# LiveTalking
**Repository Path**: felord/LiveTalking
## Basic Information
- **Project Name**: LiveTalking
- **Description**: Real time streaming digital human based on nerf
- **Primary Language**: Python
- **License**: Apache-2.0
- **Default Branch**: main
- **Homepage**: https://livetalking-doc.readthedocs.io/
- **GVP Project**: No
## Statistics
- **Stars**: 0
- **Forks**: 53
- **Created**: 2025-12-26
- **Last Updated**: 2025-12-26
## Categories & Tags
**Categories**: Uncategorized
**Tags**: None
## README
# English | [中文版](./README.md)
A real-time interactive streaming digital human system enabling synchronized audio-video conversation, which basically meets commercial application standards.
[wav2lip Demo](https://www.bilibili.com/video/BV1scwBeyELA/) | [ernerf Demo](https://www.bilibili.com/video/BV1G1421z73r/) | [musetalk Demo](https://www.bilibili.com/video/BV1gm421N7vQ/)
Domestic Mirror Repository:
## News
- Dec 8, 2024: Enhanced multi-concurrency support; GPU memory no longer increases with the number of concurrent streams.
- Dec 21, 2024: Added model preheating for wav2lip and musetalk to resolve stuttering during first inference. Thanks to [@heimaojinzhangyz](https://github.com/heimaojinzhangyz).
- Dec 28, 2024: Integrated the digital human model "Ultralight-Digital-Human". Thanks to [@lijihua2017](https://github.com/lijihua2017).
- Feb 7, 2025: Added fish-speech Text-to-Speech (TTS) functionality.
- Feb 21, 2025: Added open-source wav2lip256 model. Thanks to @Buchunbuchun (literally "Not Stupid, Not Stupid").
- Mar 2, 2025: Added Tencent Cloud Text-to-Speech service.
- Mar 16, 2025: Supported GPU inference on macOS. Thanks to [@GcsSloop](https://github.com/GcsSloop).
- May 1, 2025: Simplified runtime parameters; moved the ernerf model to the Git branch "ernerf-rtmp".

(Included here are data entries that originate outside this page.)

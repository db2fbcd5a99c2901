//! Admin event state for `/dashboard` and `/dashboard/events`.
//!
//! DESIGN
//! ======
//! Kept separate from the public `EventsState` so admin paging/sorting never
//! leaks into the visitor listing. Mutations land here only after the backend
//! confirms them; the page then re-fetches to refresh totals.

#[cfg(test)]
#[path = "dashboard_test.rs"]
mod dashboard_test;

use crate::net::types::{Event, Identified};

use super::detail::DetailState;
use super::list::ListState;
use super::params::{DEFAULT_LIMIT, FetchParams, SortOrder};

pub const DASHBOARD_SORT_FIELD: &str = "createdAt";

/// What the event form dialog is doing.
#[derive(Clone, Debug, Default, PartialEq)]
pub enum EditorMode {
    #[default]
    Closed,
    Creating,
    Editing(Event),
}

impl EditorMode {
    #[must_use]
    pub fn is_open(&self) -> bool {
        !matches!(self, Self::Closed)
    }

    #[must_use]
    pub fn is_editing(&self) -> bool {
        matches!(self, Self::Editing(_))
    }
}

#[derive(Clone, Debug, PartialEq)]
pub struct DashboardEventsState {
    pub list: ListState<Event>,
    pub detail: DetailState<Event>,
    pub editor: EditorMode,
    /// Event id awaiting delete confirmation.
    pub pending_delete: Option<String>,
    /// A create/update/delete request is in flight.
    pub submitting: bool,
}

impl Default for DashboardEventsState {
    fn default() -> Self {
        Self {
            list: ListState::new(FetchParams::new(DEFAULT_LIMIT, DASHBOARD_SORT_FIELD, SortOrder::Desc)),
            detail: DetailState::default(),
            editor: EditorMode::Closed,
            pending_delete: None,
            submitting: false,
        }
    }
}

impl DashboardEventsState {
    pub fn apply_created(&mut self, event: Event) {
        self.list.push(event);
    }

    pub fn apply_updated(&mut self, event: Event) {
        if let Some(detail) = self.detail.item.as_mut()
            && detail.key() == event.key()
        {
            *detail = event.clone();
        }
        self.list.replace(event);
    }

    /// Remove a deleted event and pull the page back if it is now empty.
    /// Returns whether the current page changed.
    pub fn apply_deleted(&mut self, id: &str) -> bool {
        self.list.remove(id);
        if self.detail.item.as_ref().is_some_and(|e| e.key() == id) {
            self.detail.item = None;
        }
        self.list.params.clamp_page(self.list.total)
    }

    pub fn request_delete(&mut self, id: &str) {
        self.pending_delete = Some(id.to_owned());
    }

    /// Close the confirmation dialog, yielding the id if one was pending.
    pub fn take_pending_delete(&mut self) -> Option<String> {
        self.pending_delete.take()
    }
}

- Jun 7, 2025: Added virtual camera output.
- Jul 5, 2025: Added Doubao Text-to-Speech. Thanks to [@ELK-milu](https://github.com/ELK-milu).
- Jul 26, 2025: Supported musetalk v1.5.
## Features
1. Supports multiple digital human models: ernerf, musetalk, wav2lip, Ultralight-Digital-Human.
2. Supports voice cloning.
3. Supports interrupting the digital human while it is speaking.
4. Supports full-body video stitching.
5. Supports WebRTC and virtual camera output.
6. Supports motion choreography: plays custom videos when the digital human is not speaking.
7. Supports multi-concurrency.
## 1. Installation
Tested on Ubuntu 24.04, Python 3.10, PyTorch 2.5.0, and CUDA 12.4.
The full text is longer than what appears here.